What is expected:
The word "NoRangeSpecified": in how many lines of the records does it appear? Reply with the number alone.
===== Extracted records =====
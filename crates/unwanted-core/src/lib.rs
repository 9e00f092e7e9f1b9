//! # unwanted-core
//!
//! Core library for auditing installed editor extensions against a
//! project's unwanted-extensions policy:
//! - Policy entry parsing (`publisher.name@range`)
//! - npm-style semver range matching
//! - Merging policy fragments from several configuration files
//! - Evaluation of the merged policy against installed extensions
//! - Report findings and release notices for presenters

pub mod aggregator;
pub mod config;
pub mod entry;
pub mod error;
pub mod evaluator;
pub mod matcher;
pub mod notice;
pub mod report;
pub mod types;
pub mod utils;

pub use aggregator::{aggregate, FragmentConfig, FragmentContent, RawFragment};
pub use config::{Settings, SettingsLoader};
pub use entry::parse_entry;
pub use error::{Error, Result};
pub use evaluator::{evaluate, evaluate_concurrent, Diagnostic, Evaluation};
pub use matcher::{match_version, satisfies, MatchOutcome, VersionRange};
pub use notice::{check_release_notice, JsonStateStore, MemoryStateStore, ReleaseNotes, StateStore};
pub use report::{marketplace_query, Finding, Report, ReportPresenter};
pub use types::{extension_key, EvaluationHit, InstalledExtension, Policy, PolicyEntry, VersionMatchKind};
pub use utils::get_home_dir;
=====
===== Extracted records =====
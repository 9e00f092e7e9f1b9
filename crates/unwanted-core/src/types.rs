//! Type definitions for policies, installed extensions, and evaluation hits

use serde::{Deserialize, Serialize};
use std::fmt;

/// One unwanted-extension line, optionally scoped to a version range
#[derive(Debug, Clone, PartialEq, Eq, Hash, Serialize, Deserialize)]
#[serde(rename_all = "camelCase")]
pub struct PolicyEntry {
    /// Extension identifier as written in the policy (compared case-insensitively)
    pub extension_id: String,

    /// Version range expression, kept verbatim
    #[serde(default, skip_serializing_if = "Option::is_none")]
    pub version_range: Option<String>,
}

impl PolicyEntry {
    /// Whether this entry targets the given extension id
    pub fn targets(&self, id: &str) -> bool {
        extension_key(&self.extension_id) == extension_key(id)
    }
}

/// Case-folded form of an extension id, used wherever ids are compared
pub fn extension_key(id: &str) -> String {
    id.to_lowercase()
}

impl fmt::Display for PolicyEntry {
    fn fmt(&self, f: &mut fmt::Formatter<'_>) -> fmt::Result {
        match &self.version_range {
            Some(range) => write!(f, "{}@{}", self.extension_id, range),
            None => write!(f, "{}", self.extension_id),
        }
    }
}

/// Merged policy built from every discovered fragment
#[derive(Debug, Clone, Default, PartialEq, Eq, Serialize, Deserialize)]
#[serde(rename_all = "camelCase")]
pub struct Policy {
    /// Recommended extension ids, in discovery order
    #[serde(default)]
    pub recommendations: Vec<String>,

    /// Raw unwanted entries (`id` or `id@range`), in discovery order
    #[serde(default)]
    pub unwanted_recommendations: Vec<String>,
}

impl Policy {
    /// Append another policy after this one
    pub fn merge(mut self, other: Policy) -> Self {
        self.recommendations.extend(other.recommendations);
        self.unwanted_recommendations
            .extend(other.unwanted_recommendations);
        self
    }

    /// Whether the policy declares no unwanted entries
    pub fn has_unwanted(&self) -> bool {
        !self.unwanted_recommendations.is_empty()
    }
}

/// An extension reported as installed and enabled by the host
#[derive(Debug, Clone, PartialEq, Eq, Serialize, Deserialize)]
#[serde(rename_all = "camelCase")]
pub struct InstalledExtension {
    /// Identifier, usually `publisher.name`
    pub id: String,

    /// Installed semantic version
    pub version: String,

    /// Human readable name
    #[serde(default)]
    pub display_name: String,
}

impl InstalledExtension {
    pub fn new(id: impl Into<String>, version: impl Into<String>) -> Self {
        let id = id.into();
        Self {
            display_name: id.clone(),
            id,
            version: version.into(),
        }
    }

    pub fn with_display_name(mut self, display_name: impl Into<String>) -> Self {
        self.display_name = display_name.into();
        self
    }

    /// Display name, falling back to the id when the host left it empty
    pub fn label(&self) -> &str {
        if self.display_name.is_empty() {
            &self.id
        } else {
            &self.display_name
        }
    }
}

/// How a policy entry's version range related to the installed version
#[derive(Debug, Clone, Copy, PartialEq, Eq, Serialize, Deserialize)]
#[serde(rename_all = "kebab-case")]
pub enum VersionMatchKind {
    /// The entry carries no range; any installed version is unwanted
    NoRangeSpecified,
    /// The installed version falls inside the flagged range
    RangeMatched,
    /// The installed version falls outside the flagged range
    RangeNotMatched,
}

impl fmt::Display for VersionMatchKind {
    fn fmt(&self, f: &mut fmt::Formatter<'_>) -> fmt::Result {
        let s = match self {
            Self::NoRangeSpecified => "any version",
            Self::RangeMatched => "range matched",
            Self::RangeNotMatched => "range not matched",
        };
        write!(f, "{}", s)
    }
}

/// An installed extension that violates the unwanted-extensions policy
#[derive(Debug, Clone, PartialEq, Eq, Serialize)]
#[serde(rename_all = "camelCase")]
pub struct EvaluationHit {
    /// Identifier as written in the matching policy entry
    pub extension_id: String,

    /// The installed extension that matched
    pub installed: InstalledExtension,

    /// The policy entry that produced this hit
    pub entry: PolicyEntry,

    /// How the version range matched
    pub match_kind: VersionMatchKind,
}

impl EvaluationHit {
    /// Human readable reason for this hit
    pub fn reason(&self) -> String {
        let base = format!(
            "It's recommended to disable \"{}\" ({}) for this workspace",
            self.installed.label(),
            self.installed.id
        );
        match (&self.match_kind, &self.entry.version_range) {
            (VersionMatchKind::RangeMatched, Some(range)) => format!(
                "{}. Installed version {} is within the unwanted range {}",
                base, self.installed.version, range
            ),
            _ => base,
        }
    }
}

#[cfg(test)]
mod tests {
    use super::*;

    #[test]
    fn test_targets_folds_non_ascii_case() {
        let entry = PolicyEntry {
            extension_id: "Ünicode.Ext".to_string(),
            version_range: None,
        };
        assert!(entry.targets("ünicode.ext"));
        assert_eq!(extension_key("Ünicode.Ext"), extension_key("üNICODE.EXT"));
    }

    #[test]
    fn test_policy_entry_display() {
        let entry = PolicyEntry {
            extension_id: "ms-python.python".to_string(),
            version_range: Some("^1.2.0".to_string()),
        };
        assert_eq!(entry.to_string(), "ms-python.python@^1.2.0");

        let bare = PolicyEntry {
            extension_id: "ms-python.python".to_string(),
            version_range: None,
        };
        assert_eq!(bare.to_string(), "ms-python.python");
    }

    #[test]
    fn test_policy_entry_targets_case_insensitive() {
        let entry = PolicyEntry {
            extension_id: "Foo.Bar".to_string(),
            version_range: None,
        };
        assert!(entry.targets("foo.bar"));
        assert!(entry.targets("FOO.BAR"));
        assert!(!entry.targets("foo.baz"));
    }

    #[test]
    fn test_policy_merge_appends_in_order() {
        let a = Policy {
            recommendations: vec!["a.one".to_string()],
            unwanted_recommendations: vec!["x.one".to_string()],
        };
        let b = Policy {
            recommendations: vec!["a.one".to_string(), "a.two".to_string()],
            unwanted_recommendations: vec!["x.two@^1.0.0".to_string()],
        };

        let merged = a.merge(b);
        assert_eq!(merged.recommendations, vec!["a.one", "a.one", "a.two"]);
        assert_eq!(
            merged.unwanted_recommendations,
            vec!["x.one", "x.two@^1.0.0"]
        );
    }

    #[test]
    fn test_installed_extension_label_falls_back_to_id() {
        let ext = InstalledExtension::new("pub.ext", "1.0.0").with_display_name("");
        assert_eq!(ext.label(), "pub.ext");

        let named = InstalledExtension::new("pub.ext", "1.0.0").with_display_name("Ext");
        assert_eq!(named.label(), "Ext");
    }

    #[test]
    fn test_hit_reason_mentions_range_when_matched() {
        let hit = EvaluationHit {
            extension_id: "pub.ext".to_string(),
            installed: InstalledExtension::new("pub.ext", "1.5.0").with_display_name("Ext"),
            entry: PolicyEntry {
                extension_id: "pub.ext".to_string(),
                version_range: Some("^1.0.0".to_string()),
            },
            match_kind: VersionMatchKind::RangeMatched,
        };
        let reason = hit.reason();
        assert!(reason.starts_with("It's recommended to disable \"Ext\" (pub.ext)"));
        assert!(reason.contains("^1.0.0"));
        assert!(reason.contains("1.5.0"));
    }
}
=====
Response to this task:
2